▼▼▼

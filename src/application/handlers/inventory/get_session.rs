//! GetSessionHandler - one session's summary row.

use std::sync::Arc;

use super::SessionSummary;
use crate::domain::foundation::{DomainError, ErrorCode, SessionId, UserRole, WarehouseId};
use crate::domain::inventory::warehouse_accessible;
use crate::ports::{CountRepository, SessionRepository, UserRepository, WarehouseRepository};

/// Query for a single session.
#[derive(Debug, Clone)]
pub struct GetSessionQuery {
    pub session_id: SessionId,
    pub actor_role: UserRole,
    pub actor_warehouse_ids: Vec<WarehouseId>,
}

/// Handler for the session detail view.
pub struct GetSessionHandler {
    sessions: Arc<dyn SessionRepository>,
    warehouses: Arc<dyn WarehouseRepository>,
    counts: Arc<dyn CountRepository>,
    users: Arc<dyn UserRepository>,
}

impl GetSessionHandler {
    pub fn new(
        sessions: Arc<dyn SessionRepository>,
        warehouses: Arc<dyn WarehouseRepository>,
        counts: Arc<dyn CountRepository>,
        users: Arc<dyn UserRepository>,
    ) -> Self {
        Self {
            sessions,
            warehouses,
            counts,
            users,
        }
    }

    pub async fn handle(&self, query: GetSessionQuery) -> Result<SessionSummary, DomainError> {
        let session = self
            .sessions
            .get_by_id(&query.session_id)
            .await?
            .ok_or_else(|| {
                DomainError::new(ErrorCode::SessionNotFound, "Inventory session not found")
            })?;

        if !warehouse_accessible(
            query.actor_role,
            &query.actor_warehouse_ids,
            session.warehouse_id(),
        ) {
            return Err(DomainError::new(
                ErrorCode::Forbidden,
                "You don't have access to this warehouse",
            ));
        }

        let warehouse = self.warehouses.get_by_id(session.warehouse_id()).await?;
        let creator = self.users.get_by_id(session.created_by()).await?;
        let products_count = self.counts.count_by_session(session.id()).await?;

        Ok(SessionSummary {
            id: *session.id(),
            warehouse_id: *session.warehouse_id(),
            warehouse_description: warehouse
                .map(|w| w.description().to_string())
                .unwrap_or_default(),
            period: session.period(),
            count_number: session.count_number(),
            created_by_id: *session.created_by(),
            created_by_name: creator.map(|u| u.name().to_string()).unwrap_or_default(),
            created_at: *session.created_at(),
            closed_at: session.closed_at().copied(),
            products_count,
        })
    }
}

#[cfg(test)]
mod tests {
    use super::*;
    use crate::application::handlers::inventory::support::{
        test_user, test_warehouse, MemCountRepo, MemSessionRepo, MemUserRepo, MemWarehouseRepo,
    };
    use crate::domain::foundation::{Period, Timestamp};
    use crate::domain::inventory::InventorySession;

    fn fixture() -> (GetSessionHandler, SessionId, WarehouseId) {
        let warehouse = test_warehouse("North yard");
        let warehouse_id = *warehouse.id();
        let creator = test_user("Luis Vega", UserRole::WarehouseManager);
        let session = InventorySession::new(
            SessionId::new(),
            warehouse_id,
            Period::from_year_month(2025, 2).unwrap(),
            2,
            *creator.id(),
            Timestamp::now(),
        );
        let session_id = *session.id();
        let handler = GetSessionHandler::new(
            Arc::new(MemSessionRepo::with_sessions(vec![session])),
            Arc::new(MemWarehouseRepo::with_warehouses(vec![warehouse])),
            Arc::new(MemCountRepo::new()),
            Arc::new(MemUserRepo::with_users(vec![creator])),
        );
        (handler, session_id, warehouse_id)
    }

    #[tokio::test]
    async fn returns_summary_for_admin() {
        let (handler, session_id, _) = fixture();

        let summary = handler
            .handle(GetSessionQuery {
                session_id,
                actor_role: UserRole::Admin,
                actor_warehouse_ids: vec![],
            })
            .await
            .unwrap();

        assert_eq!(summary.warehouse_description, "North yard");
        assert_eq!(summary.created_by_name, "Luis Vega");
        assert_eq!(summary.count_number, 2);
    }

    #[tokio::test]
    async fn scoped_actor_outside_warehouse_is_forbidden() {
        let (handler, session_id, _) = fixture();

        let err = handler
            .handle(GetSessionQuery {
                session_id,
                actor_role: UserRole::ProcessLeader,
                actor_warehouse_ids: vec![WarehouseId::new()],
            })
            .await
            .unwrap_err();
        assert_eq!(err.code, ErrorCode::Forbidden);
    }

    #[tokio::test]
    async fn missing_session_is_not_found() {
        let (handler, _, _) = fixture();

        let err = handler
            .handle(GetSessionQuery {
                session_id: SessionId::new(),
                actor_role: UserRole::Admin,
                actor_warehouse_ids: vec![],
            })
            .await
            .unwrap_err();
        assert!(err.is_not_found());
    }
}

▲▲▲

## THE PROBLEM
Only the lines above, from the first through the one holding "use crate::domain::inventory::warehouse_accessible;", are to be output, and they must be copied exactly.

## ANSWER AREA
filename src/application/handlers/inventory/get_session.rs
//! GetSessionHandler - one session's summary row.

use std::sync::Arc;

use super::SessionSummary;
use crate::domain::foundation::{DomainError, ErrorCode, SessionId, UserRole, WarehouseId};
use crate::domain::inventory::warehouse_accessible;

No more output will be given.